As atuais desvantagens económicas impostas à indústria do cânhamo apresentam-se sob a forma de taxas e impostos para apoiar a regulamentação federal, estadual e local. Justificada por receios tendenciosos em relação aos “perigos” do THC, a produtividade é impedida e minimizada, enquanto a ineficiência burocrática é maximizada para inflacionar as receitas institucionais.

Uma infeção grave

Como a competição liberal na produção de energia limpa não existe, os recursos tóxicos e as tecnologias ineficientes têm persistido qual infeção grave.

Num planeta moribundo, a má liderança deixou de ser meramente contraproducente para se tornar numa ameaça de extinção. Ao usar a mentira mais mortífera para fundamentar e manter o controlo institucional da agricultura, fabrico e comércio de cânhamo, a vantagem no mercado é transmitida às indústrias competitivas que ameaçam os sistemas naturais integrados. 

Pela primeira vez na história documentada, o futuro da vida na Terra tornou-se improvável. Temos sido avisados. “Eventos de extinção não lineares” e “falhas sistémicas em cascata” são o futuro da humanidade caso não acabemos com a mentira que está a destruir este planeta.

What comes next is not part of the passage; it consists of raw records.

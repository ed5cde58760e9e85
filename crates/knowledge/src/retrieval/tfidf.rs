//! TF-IDF retrieval with cosine similarity.
//!
//! Weighting follows the conventional smoothed scheme:
//! `idf(t) = ln((1 + n) / (1 + df(t))) + 1`, term weight = raw count × idf,
//! and every vector is L2-normalized so cosine similarity is a dot product.

use super::Retriever;
use regex::Regex;
use std::collections::{BTreeMap, HashMap};
use std::sync::LazyLock;

/// Tokens of two or more word characters.
static TERM_RE: LazyLock<Regex> =
    LazyLock::new(|| Regex::new(r"\b\w\w+\b").expect("term regex is valid"));

/// Lowercase TF-IDF terms of a text, with repeats.
pub fn terms(text: &str) -> Vec<String> {
    let lower = text.to_lowercase();
    TERM_RE
        .find_iter(&lower)
        .map(|m| m.as_str().to_string())
        .collect()
}

/// Sparse vector with entries sorted by dimension.
#[derive(Debug, Clone, Default, PartialEq)]
pub struct SparseVector {
    entries: Vec<(usize, f32)>,
}

impl SparseVector {
    /// Build from `(dimension, weight)` pairs; zero weights are dropped.
    pub fn from_entries(mut entries: Vec<(usize, f32)>) -> Self {
        entries.retain(|(_, w)| *w != 0.0);
        entries.sort_by_key(|(dim, _)| *dim);
        Self { entries }
    }

    pub fn entries(&self) -> &[(usize, f32)] {
        &self.entries
    }

    pub fn is_empty(&self) -> bool {
        self.entries.is_empty()
    }

    pub fn norm(&self) -> f32 {
        self.entries.iter().map(|(_, w)| w * w).sum::<f32>().sqrt()
    }

    /// Scale to unit length. A zero vector stays zero.
    pub fn normalized(mut self) -> Self {
        let norm = self.norm();
        if norm > 0.0 {
            for (_, w) in &mut self.entries {
                *w /= norm;
            }
        }
        self
    }

    /// Dot product by merging the sorted entry lists.
    pub fn dot(&self, other: &SparseVector) -> f32 {
        let (mut i, mut j) = (0, 0);
        let mut sum = 0.0;

        while i < self.entries.len() && j < other.entries.len() {
            let (a_dim, a_w) = self.entries[i];
            let (b_dim, b_w) = other.entries[j];
            match a_dim.cmp(&b_dim) {
                std::cmp::Ordering::Less => i += 1,
                std::cmp::Ordering::Greater => j += 1,
                std::cmp::Ordering::Equal => {
                    sum += a_w * b_w;
                    i += 1;
                    j += 1;
                }
            }
        }

        sum
    }
}

/// Vocabulary and idf weights fitted over a fixed document set.
#[derive(Debug, Clone, Default)]
pub struct TfIdfVectorizer {
    /// Term to dimension; dimensions follow sorted term order
    vocabulary: HashMap<String, usize>,
    idf: Vec<f32>,
}

impl TfIdfVectorizer {
    /// Fit vocabulary and idf over the documents.
    pub fn fit<'a, I>(documents: I) -> Self
    where
        I: IntoIterator<Item = &'a str>,
    {
        let mut n_docs = 0usize;
        let mut doc_freq: BTreeMap<String, usize> = BTreeMap::new();

        for doc in documents {
            n_docs += 1;
            let mut seen: Vec<String> = terms(doc);
            seen.sort();
            seen.dedup();
            for term in seen {
                *doc_freq.entry(term).or_insert(0) += 1;
            }
        }

        let mut vocabulary = HashMap::with_capacity(doc_freq.len());
        let mut idf = Vec::with_capacity(doc_freq.len());
        for (dim, (term, df)) in doc_freq.into_iter().enumerate() {
            idf.push(smooth_idf(n_docs, df));
            vocabulary.insert(term, dim);
        }

        Self { vocabulary, idf }
    }

    pub fn vocabulary_size(&self) -> usize {
        self.idf.len()
    }

    /// Dimension of a term, if it is in the vocabulary.
    pub fn dimension(&self, term: &str) -> Option<usize> {
        self.vocabulary.get(term).copied()
    }

    /// Unit-length TF-IDF vector of a text. Unknown terms are ignored.
    pub fn transform(&self, text: &str) -> SparseVector {
        let mut counts: HashMap<usize, f32> = HashMap::new();
        for term in terms(text) {
            if let Some(&dim) = self.vocabulary.get(&term) {
                *counts.entry(dim).or_insert(0.0) += 1.0;
            }
        }

        let entries = counts
            .into_iter()
            .map(|(dim, tf)| (dim, tf * self.idf[dim]))
            .collect();

        SparseVector::from_entries(entries).normalized()
    }
}

fn smooth_idf(n_docs: usize, df: usize) -> f32 {
    (((1 + n_docs) as f64 / (1 + df) as f64).ln() + 1.0) as f32
}

/// Scores documents by cosine similarity of TF-IDF vectors.
#[derive(Debug, Clone)]
pub struct TfIdfRetriever {
    vectorizer: TfIdfVectorizer,
    doc_vectors: Vec<SparseVector>,
}

impl TfIdfRetriever {
    /// Fit over the documents and vectorize each one. Never refit afterwards.
    pub fn new<'a, I>(texts: I) -> Self
    where
        I: IntoIterator<Item = &'a str>,
    {
        let texts: Vec<&str> = texts.into_iter().collect();
        let vectorizer = TfIdfVectorizer::fit(texts.iter().copied());
        let doc_vectors: Vec<SparseVector> =
            texts.iter().map(|t| vectorizer.transform(t)).collect();

        tracing::debug!(
            "TF-IDF retriever fitted: {} documents, {} terms",
            doc_vectors.len(),
            vectorizer.vocabulary_size()
        );

        Self {
            vectorizer,
            doc_vectors,
        }
    }

    pub fn vectorizer(&self) -> &TfIdfVectorizer {
        &self.vectorizer
    }
}

impl Retriever for TfIdfRetriever {
    fn name(&self) -> &str {
        "tfidf"
    }

    fn score(&self, query: &str) -> Vec<f32> {
        let query_vec = self.vectorizer.transform(query);
        if query_vec.is_empty() {
            return vec![0.0; self.doc_vectors.len()];
        }

        self.doc_vectors
            .iter()
            .map(|doc| query_vec.dot(doc).clamp(0.0, 1.0))
            .collect()
    }
}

As responsabilidades morais da humanidade para com as gerações futuras têm sido submetidas a “externalidades não quantificáveis”. A responsabilização transformou-se num conceito extravagante, praticamente desaparecido da equação político-empresarial. 

A evolução da noção de valor da humanidade favorece sistematicamente o desrespeito pela natureza, prejudicando a integridade funcional das relações sistémicas e interligadas que não compreendemos por completo. 

Guerra à Natureza

Nas oito décadas e meia de guerra contra a Natureza, uma das maiores mentiras alguma vez contadas foi responsável por mais mortes, sofrimento, doença e pobreza do que todas as outras guerras juntas. Pessoas e animais são vítimas de uma campanha de desnutrição, escassez de alimentos, e remédios biogénicos para muitos problemas ambientais.

Enquanto a “guerra das drogas” continua a grassar contra a “marijuana”, a maior parte das mortes e destruição atribuível à proibição da canábis é o resultado de limites de THC impostos ao cânhamo industrial não psicoativo. A canábis é a única cultura capaz de gerar uma nutrição completa e energia limpa a partir da mesma colheita orgânica. A escassez de um recurso essencial único é mortal sob vários pontos de vista.

O mais evidente é a fome e a doença em massa que resulta da imposição de uma escassez de um alimento essencial. Menos evidentes são os efeitos dos recursos tóxicos que colmatam as lacunas nas matérias-primas industriais disponíveis, resultantes da proibição do cânhamo.

Num mercado verdadeiramente livre, que incluísse a canábis, o cânhamo orgânico ultrapassaria os combustíveis fósseis, a energia nuclear, a exploração florestal, a agricultura química, a indústria farmacêutica e outras indústrias tóxicas que são atualmente a base da economia global. Quando as origens da proibição da canábis forem totalmente expostas, as pessoas mais afetadas pelo embuste estarão em posição de solucionar a injustiça que foi perpetrada contra elas. 

As consequências

Falamos dos militares de todos os países e das suas famílias. Vidas perdidas, comunidades destroçadas e futuros mutilados pelas guerras em prol do petróleo que têm prejudicado gerações inteiras. É especialmente penosa a perspetiva histórica que sugere que a proibição da canábis foi o objetivo bem-sucedido de um agente nazi, que permaneceu incólume pela espionagem que continua a ferir o mundo até hoje.

O recurso agrícola mais útil, nutritivo e estrategicamente significativo do mundo foi banido das quintas americanas por influência de simpatizantes nazis e racistas, membros do governo e indústria americanos, dois anos antes de Hitler invadir a Polónia. 

Em 1937, Harry Anslinger foi o primeiro “czar da droga” dos Estados Unidos e supostamente um agente nazi. Com a ajuda dos seus colegas racistas, incluindo o editor de jornais William Randolph Hearst e o industrial abastado Andrew Mellon (sogro de Anslinger), lançou-se o medo e a antipatia contra a canábis, usando o racismo e a fraude para banir um “recurso estratégico” militarmente crucial.